Deciphering Pre-existing and Induced 3D Genome Architecture Changes involved in Constricted Melanoma Migration (RNA-Seq)

Metastatic cancer cells traverse tight junctions that exert forces on their nucleus and the genomic contents within. Cancerous tumors are highly heterogeneous and not all cells within them can achieve such a feat. Here, we investigated what initial genome architecture characteristics favor the constricted migratory ability of cancer cells and which arise only after passage through multiple constrictions. We identified a cell surface protein (ITGB4) whose expression correlates with increased initial constricted migration ability in human melanoma A375 cells. Sorting out this subpopulation allowed us to identify cellular and nuclear features that pre-exist and favor migration, as well as alterations that only appear after cells have passed through constrictions. We identified specific genomic regions that experienced altered genome spatial compartment profiles only after constricted migration.
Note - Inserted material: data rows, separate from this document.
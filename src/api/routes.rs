use axum::{middleware, routing::get, Router};
use tower::ServiceBuilder;
use tower_http::{cors::CorsLayer, trace::TraceLayer};

use super::handlers;
use super::AppState;
use crate::middleware::{make_span_with_request_id, request_id_middleware};

/// Creates the main API router with all routes
pub fn create_router(state: AppState) -> Router {
    Router::new()
        .route("/", get(handlers::root))
        .route("/health", get(handlers::health_check))
        .route("/recommend/user/:user_id", get(handlers::recommend_user))
        .route("/similar/:movie_id", get(handlers::similar_movies))
        .layer(
            ServiceBuilder::new()
                .layer(middleware::from_fn(request_id_middleware))
                .layer(TraceLayer::new_for_http().make_span_with(make_span_with_request_id))
                .layer(CorsLayer::permissive()),
        )
        .with_state(state)
}
use std::collections::HashMap;

use crate::{
    error::{AppError, AppResult},
    models::{Movie, MovieId, SimilarMovie},
    services::{
        similarity::{cosine_sparse, SparseVector},
        tfidf::TfidfVectorizer,
    },
};

/// Fitted catalog state. Immutable once built.
#[derive(Debug, Clone)]
struct ContentIndex {
    movies: Vec<Movie>,
    embeddings: Vec<SparseVector>,
    /// First catalog position of each movie id
    positions: HashMap<MovieId, usize>,
}

/// Item-item content similarity over TF-IDF vectors of each movie's
/// title, genres and description
#[derive(Debug, Clone)]
pub struct ContentModel {
    max_features: usize,
    index: Option<ContentIndex>,
}

impl ContentModel {
    pub fn new(max_features: usize) -> Self {
        Self {
            max_features,
            index: None,
        }
    }

    pub fn max_features(&self) -> usize {
        self.max_features
    }

    pub fn fit(&mut self, movies: &[Movie]) -> AppResult<()> {
        let texts: Vec<String> = movies.iter().map(Movie::text).collect();
        let mut vectorizer = TfidfVectorizer::new(self.max_features);
        let embeddings = vectorizer.fit_transform(&texts);

        let mut positions = HashMap::with_capacity(movies.len());
        for (position, movie) in movies.iter().enumerate() {
            positions.entry(movie.movie_id).or_insert(position);
        }

        tracing::info!(
            movies = movies.len(),
            vocabulary = vectorizer.vocabulary_len(),
            "Content model fitted"
        );

        self.index = Some(ContentIndex {
            movies: movies.to_vec(),
            embeddings,
            positions,
        });
        Ok(())
    }

    fn index(&self) -> AppResult<&ContentIndex> {
        self.index.as_ref().ok_or(AppError::NotFitted)
    }

    /// The fitted catalog in input order
    pub fn catalog(&self) -> AppResult<&[Movie]> {
        Ok(&self.index()?.movies)
    }

    /// Looks up a catalog record by id
    pub fn movie(&self, movie_id: MovieId) -> AppResult<Option<&Movie>> {
        let index = self.index()?;
        Ok(index
            .positions
            .get(&movie_id)
            .map(|&position| &index.movies[position]))
    }

    /// Returns up to `top_k` movies most similar to `movie_id`, most similar
    /// first. The query movie itself is never included.
    pub fn similar_movies(&self, movie_id: MovieId, top_k: usize) -> AppResult<Vec<SimilarMovie>> {
        let index = self.index()?;
        let &query = index
            .positions
            .get(&movie_id)
            .ok_or(AppError::UnknownItem(movie_id))?;
        let target = &index.embeddings[query];

        let mut scored: Vec<(usize, f64)> = index
            .embeddings
            .iter()
            .enumerate()
            .map(|(position, embedding)| (position, cosine_sparse(target, embedding)))
            .collect();
        scored.sort_by(|a, b| b.1.partial_cmp(&a.1).unwrap_or(std::cmp::Ordering::Equal));

        let similar: Vec<SimilarMovie> = scored
            .into_iter()
            .filter(|(position, _)| index.movies[*position].movie_id != movie_id)
            .take(top_k)
            .map(|(position, similarity)| SimilarMovie {
                movie: index.movies[position].clone(),
                similarity,
            })
            .collect();

        tracing::debug!(
            movie_id,
            top_k,
            returned = similar.len(),
            "Similar movies computed"
        );

        Ok(similar)
    }
}

#[cfg(test)]
mod tests {
    use super::*;

    fn catalog() -> Vec<Movie> {
        vec![
            Movie::new(1, "Space Odyssey", "Sci-Fi", "astronauts drift through space"),
            Movie::new(2, "Space Rescue", "Sci-Fi|Action", "astronauts rescue a crew in space"),
            Movie::new(3, "Bank Heist", "Crime", "robbers plan a heist"),
            Movie::new(4, "Quiet Garden", "Drama", ""),
        ]
    }

    fn fitted() -> ContentModel {
        let mut model = ContentModel::new(100);
        model.fit(&catalog()).unwrap();
        model
    }

    #[test]
    fn test_not_fitted() {
        let model = ContentModel::new(100);
        assert!(matches!(model.similar_movies(1, 3), Err(AppError::NotFitted)));
        assert!(matches!(model.catalog(), Err(AppError::NotFitted)));
    }

    #[test]
    fn test_unknown_item() {
        let model = fitted();
        assert!(matches!(
            model.similar_movies(99, 3),
            Err(AppError::UnknownItem(99))
        ));
    }

    #[test]
    fn test_nearest_neighbour_shares_vocabulary() {
        let model = fitted();
        let similar = model.similar_movies(1, 1).unwrap();
        assert_eq!(similar.len(), 1);
        assert_eq!(similar[0].movie.movie_id, 2);
        assert!(similar[0].similarity > 0.0);
    }

    #[test]
    fn test_excludes_query_movie() {
        let model = fitted();
        for movie in catalog() {
            let similar = model.similar_movies(movie.movie_id, 10).unwrap();
            assert_eq!(similar.len(), 3);
            assert!(similar.iter().all(|s| s.movie.movie_id != movie.movie_id));
        }
    }

    #[test]
    fn test_descending_with_catalog_order_ties() {
        let model = fitted();
        let similar = model.similar_movies(3, 10).unwrap();
        assert!(similar.windows(2).all(|w| w[0].similarity >= w[1].similarity));
        // Movies 1, 2 and 4 share nothing with the heist: all tie at zero
        let ids: Vec<MovieId> = similar.iter().map(|s| s.movie.movie_id).collect();
        assert_eq!(ids, vec![1, 2, 4]);
    }

    #[test]
    fn test_top_k_zero_is_empty() {
        assert!(fitted().similar_movies(1, 0).unwrap().is_empty());
    }

    #[test]
    fn test_duplicate_ids_resolve_to_first_occurrence() {
        let mut movies = catalog();
        movies.push(Movie::new(1, "Duplicate", "Western", "cowboys"));
        let mut model = ContentModel::new(100);
        model.fit(&movies).unwrap();

        assert_eq!(model.movie(1).unwrap().map(|m| m.title.as_str()), Some("Space Odyssey"));
        let similar = model.similar_movies(1, 10).unwrap();
        assert!(similar.iter().all(|s| s.movie.movie_id != 1));
        assert_eq!(model.catalog().unwrap().len(), 5);
    }

    #[test]
    fn test_single_movie_catalog_has_no_neighbours() {
        let mut model = ContentModel::new(100);
        model.fit(&[Movie::new(1, "Alone", "Drama", "")]).unwrap();
        assert!(model.similar_movies(1, 5).unwrap().is_empty());
    }
}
Our study reveals 3D genome structure contributions to both selection and induction mechanisms of cell fate change during cancer metastasis. Overall design: A375 cells from either the original cell line population (Parental) or a population grown from a single cell (Clone3) were FACS sorted according to expression of Integrin Beta 4 (ITGB4). Cells were then allowed to migrate through 5 rounds of constricted migration. Different combinations of sorted ITGB4 status and migration were carried out and RNA extracted for polyA mRNA sequencing.